Improving Climate Model Bias and Variability via a Convolutional Neural Network (CNN) - Based State-Dependent Model-Error Correction

March 24, 2025

Will Chapman

Hosted by Russ Schumacher

Abstract

Systematic biases and variability errors remain a major challenge in climate and weather models, limiting their predictive skill across timescales. In this talk, I will explore how these errors arise and how we can use simple data assimilation (DA) to diagnose and correct them. Specifically, we propose a CNN-based parameterization for state-dependent model-error correction in the atmospheric component of the Community Earth System Model (CESM), moving beyond traditional climatological bias corrections. By learning to predict systematic increment adjustments derived from a linear relaxation towards the ERA5 reanalysis, our method dynamically adjusts the model state, significantly improving simulation accuracy.
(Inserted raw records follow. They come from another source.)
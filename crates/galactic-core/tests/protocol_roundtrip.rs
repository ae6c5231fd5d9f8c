//! Integration tests for the galactic-core codec.
//!
//! These tests drive the public API only: the reference byte vector, nested
//! round-trips, the list and header rules, and bounds safety on hostile
//! input.

use galactic_core::protocol::types::{HEADER_SIZE, MAX_NESTING_DEPTH};
use galactic_core::{
    decode_message, encode_message, peek_header, Object, ProtocolError, TypeTag, Value,
};
use proptest::prelude::*;

/// Reference encoding of `{user_id: 1001, name: "Alice", scores: [100, 200, 300]}`.
const USER_MESSAGE_HEX: &str = "0103004507757365725f69640100000000000003e9046e616d65020005416c6963650673636f72657303010003000000000000006400000000000000c8000000000000012c";

fn object(fields: Vec<(&str, Value)>) -> Object {
    fields
        .into_iter()
        .map(|(name, value)| (name.to_string(), value))
        .collect()
}

fn user_message() -> Object {
    object(vec![
        ("user_id", Value::Int(1001)),
        ("name", Value::from("Alice")),
        ("scores", Value::from(vec![100i64, 200, 300])),
    ])
}

fn trades_message() -> Object {
    object(vec![
        ("timestamp", Value::Int(1_698_765_432)),
        (
            "trades",
            Value::List(vec![
                Value::Object(object(vec![("id", Value::Int(1)), ("price", Value::Int(100))])),
                Value::Object(object(vec![("id", Value::Int(2)), ("price", Value::Int(200))])),
            ]),
        ),
    ])
}

/// Encodes a message and then decodes it, asserting the header agrees with
/// the buffer along the way.
fn roundtrip(msg: &Object) -> Object {
    let bytes = encode_message(msg).expect("encode must succeed");
    let header = peek_header(&bytes).expect("header must parse");
    assert_eq!(usize::from(header.total_length), bytes.len());
    assert_eq!(usize::from(header.field_count), msg.len());
    decode_message(&bytes).expect("decode must succeed")
}

// ── Reference vector ──────────────────────────────────────────────────────────

#[test]
fn test_user_message_matches_reference_bytes() {
    let bytes = encode_message(&user_message()).unwrap();

    assert_eq!(hex::encode(&bytes), USER_MESSAGE_HEX);
    assert_eq!(bytes.len(), 0x45);
}

#[test]
fn test_reference_bytes_decode_to_user_message() {
    let bytes = hex::decode(USER_MESSAGE_HEX).unwrap();

    let decoded = decode_message(&bytes).unwrap();

    assert_eq!(decoded, user_message());
    let names: Vec<&str> = decoded.keys().map(String::as_str).collect();
    assert_eq!(names, ["user_id", "name", "scores"]);
}

// ── Nested structures ─────────────────────────────────────────────────────────

#[test]
fn test_roundtrip_list_of_objects() {
    let original = trades_message();

    let decoded = roundtrip(&original);

    assert_eq!(decoded, original);
    let trades = decoded["trades"].as_list().unwrap();
    assert_eq!(trades.len(), 2);
    assert_eq!(trades[1].as_object().unwrap()["price"], Value::Int(200));
}

#[test]
fn test_list_of_objects_layout() {
    let bytes = encode_message(&trades_message()).unwrap();

    // header + timestamp field + trades field prefix + list header + 2 objects
    assert_eq!(bytes.len(), 4 + 19 + 8 + 3 + 2 * 28);
    // "trades" list header: object elements, count 2.
    let list_header = 4 + 19 + 8;
    assert_eq!(
        &bytes[list_header..list_header + 3],
        &[TypeTag::Object as u8, 0x00, 0x02]
    );
}

#[test]
fn test_roundtrip_preserves_field_order_of_nested_objects() {
    let original = object(vec![(
        "outer",
        Value::Object(object(vec![
            ("z", Value::Int(1)),
            ("a", Value::from("x")),
            ("m", Value::from(vec!["p", "q"])),
        ])),
    )]);

    let decoded = roundtrip(&original);

    let inner = decoded["outer"].as_object().unwrap();
    let names: Vec<&str> = inner.keys().map(String::as_str).collect();
    assert_eq!(names, ["z", "a", "m"]);
}

#[test]
fn test_reordered_objects_are_equal_but_encode_differently() {
    let ab = object(vec![("a", Value::Int(1)), ("b", Value::Int(2))]);
    let ba = object(vec![("b", Value::Int(2)), ("a", Value::Int(1))]);

    assert_eq!(ab, ba);
    assert_ne!(encode_message(&ab).unwrap(), encode_message(&ba).unwrap());
}

// ── List rules ────────────────────────────────────────────────────────────────

#[test]
fn test_mixed_list_is_rejected() {
    let msg = object(vec![(
        "mixed",
        Value::List(vec![Value::Int(1), Value::from("two")]),
    )]);

    assert_eq!(
        encode_message(&msg),
        Err(ProtocolError::ListElementTypeMismatch {
            expected: TypeTag::Int,
            found: TypeTag::Str,
        })
    );
}

#[test]
fn test_nested_list_is_rejected() {
    let msg = object(vec![(
        "grid",
        Value::List(vec![Value::from(vec![1i64]), Value::from(vec![2i64])]),
    )]);

    assert_eq!(
        encode_message(&msg),
        Err(ProtocolError::ListElementTypeUnsupported(TypeTag::List))
    );
}

#[test]
fn test_empty_list_round_trips_as_empty_list() {
    // The element type of an empty list is not recoverable; only emptiness is.
    let msg = object(vec![("none", Value::List(vec![]))]);

    let decoded = roundtrip(&msg);

    assert_eq!(decoded["none"], Value::List(vec![]));
}

// ── Header guards ─────────────────────────────────────────────────────────────

#[test]
fn test_foreign_version_is_rejected() {
    let mut bytes = hex::decode(USER_MESSAGE_HEX).unwrap();
    bytes[0] = 0x02;

    assert_eq!(
        decode_message(&bytes),
        Err(ProtocolError::UnsupportedVersion(0x02))
    );
}

#[test]
fn test_declared_length_must_match_buffer() {
    let mut bytes = hex::decode(USER_MESSAGE_HEX).unwrap();
    bytes[3] = 0x46;

    assert_eq!(
        decode_message(&bytes),
        Err(ProtocolError::LengthMismatch {
            declared: 0x46,
            actual: 0x45,
        })
    );
}

// ── Bounds safety ─────────────────────────────────────────────────────────────

#[test]
fn test_every_truncation_of_a_valid_message_fails_cleanly() {
    let bytes = encode_message(&trades_message()).unwrap();

    for cut in 0..bytes.len() {
        let result = decode_message(&bytes[..cut]);
        assert!(result.is_err(), "prefix of {cut} bytes must not decode");
    }
}

#[test]
fn test_oversized_string_length_is_caught_before_reading() {
    // One field "s" whose string claims 0xFFFF bytes but the message ends.
    let bytes = [0x01, 0x01, 0x00, 0x09, 0x01, b's', 0x02, 0xFF, 0xFF];

    assert_eq!(
        decode_message(&bytes),
        Err(ProtocolError::BufferTooShort {
            offset: 9,
            needed: 0xFFFF,
            available: 0,
        })
    );
}

#[test]
fn test_header_only_input_shorter_than_header() {
    assert!(matches!(
        decode_message(&[0x01, 0x00]),
        Err(ProtocolError::BufferTooShort { needed: HEADER_SIZE, .. })
    ));
}

/// `levels` objects, each holding the next under `n`.
fn object_chain(levels: usize) -> Value {
    let mut value = Value::Int(0);
    for _ in 0..levels {
        value = Value::Object(object(vec![("n", value)]));
    }
    value
}

/// `levels` containers alternating object and single-element list, with an
/// object innermost so no list ever holds a list.
fn list_object_chain(levels: usize) -> Value {
    let mut value = Value::Int(0);
    for level in 0..levels {
        value = if level % 2 == 0 {
            Value::Object(object(vec![("n", value)]))
        } else {
            Value::List(vec![value])
        };
    }
    value
}

#[test]
fn test_object_chain_at_nesting_limit_roundtrips() {
    let msg = object(vec![("deep", object_chain(MAX_NESTING_DEPTH))]);

    assert_eq!(roundtrip(&msg), msg);
}

#[test]
fn test_list_object_chain_at_nesting_limit_roundtrips() {
    // Arrange
    let msg = object(vec![("deep", list_object_chain(MAX_NESTING_DEPTH))]);

    // Act
    let decoded = roundtrip(&msg);

    // Assert
    assert_eq!(decoded, msg);
    assert!(matches!(decoded["deep"], Value::List(_)));
}

#[test]
fn test_every_depth_the_encoder_accepts_decodes() {
    for levels in 0..=MAX_NESTING_DEPTH + 2 {
        for chain in [object_chain(levels), list_object_chain(levels)] {
            let msg = object(vec![("deep", chain)]);
            match encode_message(&msg) {
                Ok(bytes) => {
                    assert!(levels <= MAX_NESTING_DEPTH, "encoded {levels} levels");
                    assert_eq!(decode_message(&bytes), Ok(msg), "{levels} levels");
                }
                Err(err) => {
                    assert!(levels > MAX_NESTING_DEPTH, "rejected {levels} levels");
                    assert_eq!(
                        err,
                        ProtocolError::NestingTooDeep {
                            max: MAX_NESTING_DEPTH
                        }
                    );
                }
            }
        }
    }
}

#[test]
fn test_nesting_limit_applies_to_encode() {
    let mut value = Value::Int(0);
    for _ in 0..=MAX_NESTING_DEPTH {
        value = Value::Object(object(vec![("n", value)]));
    }
    let msg = object(vec![("deep", value)]);

    assert_eq!(
        encode_message(&msg),
        Err(ProtocolError::NestingTooDeep {
            max: MAX_NESTING_DEPTH
        })
    );
}

// ── Property tests ────────────────────────────────────────────────────────────

fn field_name() -> impl Strategy<Value = String> {
    "[a-z_]{1,8}"
}

fn text() -> impl Strategy<Value = String> {
    "[a-zA-Z0-9 \u{e9}\u{4e16}]{0,12}"
}

fn object_of(value: impl Strategy<Value = Value>) -> impl Strategy<Value = Object> {
    prop::collection::vec((field_name(), value), 0..4)
        .prop_map(|fields| fields.into_iter().collect())
}

/// Value trees that satisfy every encoder rule: lists are non-empty,
/// homogeneous and never hold lists.
fn value_tree() -> impl Strategy<Value = Value> {
    let leaf = prop_oneof![any::<i64>().prop_map(Value::Int), text().prop_map(Value::Str)];
    leaf.prop_recursive(3, 32, 4, |inner| {
        prop_oneof![
            prop::collection::vec(any::<i64>(), 1..5)
                .prop_map(|v| Value::List(v.into_iter().map(Value::Int).collect())),
            prop::collection::vec(text(), 1..5)
                .prop_map(|v| Value::List(v.into_iter().map(Value::Str).collect())),
            prop::collection::vec(object_of(inner.clone()), 1..4)
                .prop_map(|v| Value::List(v.into_iter().map(Value::Object).collect())),
            object_of(inner).prop_map(Value::Object),
        ]
    })
}

proptest! {
    #[test]
    fn prop_encoded_messages_decode_to_themselves(
        msg in prop::collection::vec((field_name(), value_tree()), 0..8)
            .prop_map(|fields| fields.into_iter().collect::<Object>())
    ) {
        let bytes = encode_message(&msg).unwrap();
        let decoded = decode_message(&bytes).unwrap();

        prop_assert_eq!(&decoded, &msg);
        let names: Vec<&String> = decoded.keys().collect();
        let expected: Vec<&String> = msg.keys().collect();
        prop_assert_eq!(names, expected);
    }

    #[test]
    fn prop_arbitrary_bytes_never_panic(bytes in prop::collection::vec(any::<u8>(), 0..256)) {
        let _ = decode_message(&bytes);
    }

    #[test]
    fn prop_arbitrary_body_behind_valid_header_never_panics(
        count in any::<u8>(),
        body in prop::collection::vec(any::<u8>(), 0..256),
    ) {
        let total = (HEADER_SIZE + body.len()) as u16;
        let mut bytes = vec![0x01, count];
        bytes.extend_from_slice(&total.to_be_bytes());
        bytes.extend_from_slice(&body);

        let _ = decode_message(&bytes);
    }
}
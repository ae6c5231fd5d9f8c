//! Application layer for galactic-server.
//!
//! Holds the trade store and the route handlers.  Handlers take and return
//! raw GalacticBuf bytes so they can be exercised without an HTTP stack.

pub mod handlers;
pub mod trade_store;

pub use handlers::{echo, list_trades, submit_trade, HandlerError};
pub use trade_store::{InMemoryTradeStore, StoreError, TradeRepository, DEFAULT_TRADE_CAPACITY};
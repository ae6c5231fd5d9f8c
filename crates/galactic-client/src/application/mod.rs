//! Application layer for galactic-client: which messages to send and how to
//! show what comes back.

pub mod render;
pub mod samples;

pub use render::{parse_hex, render, RenderError, Rendered};
//! Criterion benchmarks for the GalacticBuf codec.
//!
//! Run with:
//! ```bash
//! cargo bench --package galactic-core --bench codec_bench
//! ```

use criterion::{black_box, criterion_group, criterion_main, BenchmarkId, Criterion};
use galactic_core::{decode_message, encode_message, Object, Value};

// ── Message fixtures ──────────────────────────────────────────────────────────

fn make_user() -> Object {
    let mut msg = Object::new();
    msg.insert("user_id".to_string(), Value::Int(1001));
    msg.insert("name".to_string(), Value::from("Alice"));
    msg.insert("scores".to_string(), Value::from(vec![100i64, 200, 300]));
    msg
}

fn make_trade(id: i64) -> Value {
    let mut trade = Object::new();
    trade.insert("trade_id".to_string(), Value::from(format!("trade-{id:06}")));
    trade.insert("buyer_id".to_string(), Value::from("buyer-7"));
    trade.insert("seller_id".to_string(), Value::from("seller-3"));
    trade.insert("price".to_string(), Value::Int(100 + id));
    trade.insert("quantity".to_string(), Value::Int(10));
    trade.insert("timestamp".to_string(), Value::Int(1_698_765_432_000 + id));
    Value::Object(trade)
}

fn make_trade_batch(count: i64) -> Object {
    let mut msg = Object::new();
    msg.insert(
        "trades".to_string(),
        Value::List((0..count).map(make_trade).collect()),
    );
    msg
}

fn fixtures() -> Vec<(&'static str, Object)> {
    vec![
        ("user", make_user()),
        ("trades(10)", make_trade_batch(10)),
        ("trades(100)", make_trade_batch(100)),
    ]
}

// ── Benchmark groups ──────────────────────────────────────────────────────────

fn bench_encode(c: &mut Criterion) {
    let mut group = c.benchmark_group("encode_message");
    for (name, msg) in fixtures() {
        group.bench_with_input(BenchmarkId::new("msg", name), &msg, |b, msg| {
            b.iter(|| encode_message(black_box(msg)).expect("encode must succeed"))
        });
    }
    group.finish();
}

fn bench_decode(c: &mut Criterion) {
    let mut group = c.benchmark_group("decode_message");
    for (name, msg) in fixtures() {
        let bytes = encode_message(&msg).expect("encode must succeed for benchmark setup");
        group.bench_with_input(BenchmarkId::new("msg", name), &bytes, |b, bytes| {
            b.iter(|| decode_message(black_box(bytes)).expect("decode must succeed"))
        });
    }
    group.finish();
}

fn bench_roundtrip(c: &mut Criterion) {
    let msg = make_trade_batch(10);
    c.bench_function("encode_decode_roundtrip/trades(10)", |b| {
        b.iter(|| {
            let bytes = encode_message(black_box(&msg)).unwrap();
            decode_message(black_box(&bytes)).unwrap()
        })
    });
}

criterion_group!(benches, bench_encode, bench_decode, bench_roundtrip);
criterion_main!(benches);
//! galactic-client library crate.
//!
//! A small command-line client that builds GalacticBuf messages, sends them
//! to a `galactic-server`, and prints what comes back as hex and as JSON.
//!
//! # Architecture
//!
//! ```text
//! [galactic-client]
//!   ├── application/
//!   │     ├── samples/  The demo messages and trade submissions
//!   │     └── render/   Bytes → header line, hex dump, pretty JSON
//!   └── infrastructure/
//!         └── http_client/ hyper client for the server's routes
//! ```

/// Application layer: message construction and rendering.
pub mod application;

/// Infrastructure layer: HTTP transport.
pub mod infrastructure;
//! Infrastructure layer for galactic-server.
//!
//! - `http_server`: hyper-based HTTP listener and router.
//! - `config_file`: the optional TOML configuration file.

pub mod config_file;
pub mod http_server;

pub use config_file::{load_config, ConfigError, FileConfig};
pub use http_server::{run_server, serve};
Our results demonstrate substantial reductions in root mean square error across all state variables. A highlight of this is that precipitation biases over land improve by 25-35%, depending on the season. A particularly notable improvement is seen in the Madden-Julian Oscillation (MJO). The CNN-corrected model successfully propagates the MJO across the Maritime Continent, a well-known challenge for many climate models. Using the trio-interaction theory, we analyze the underlying dynamical mechanisms driving these improvements and what lessons this teaches us about the errant physics in our modeling system. Lastly, I will discuss how integrating physics-informed machine learning into our field can further advance weather and climate prediction.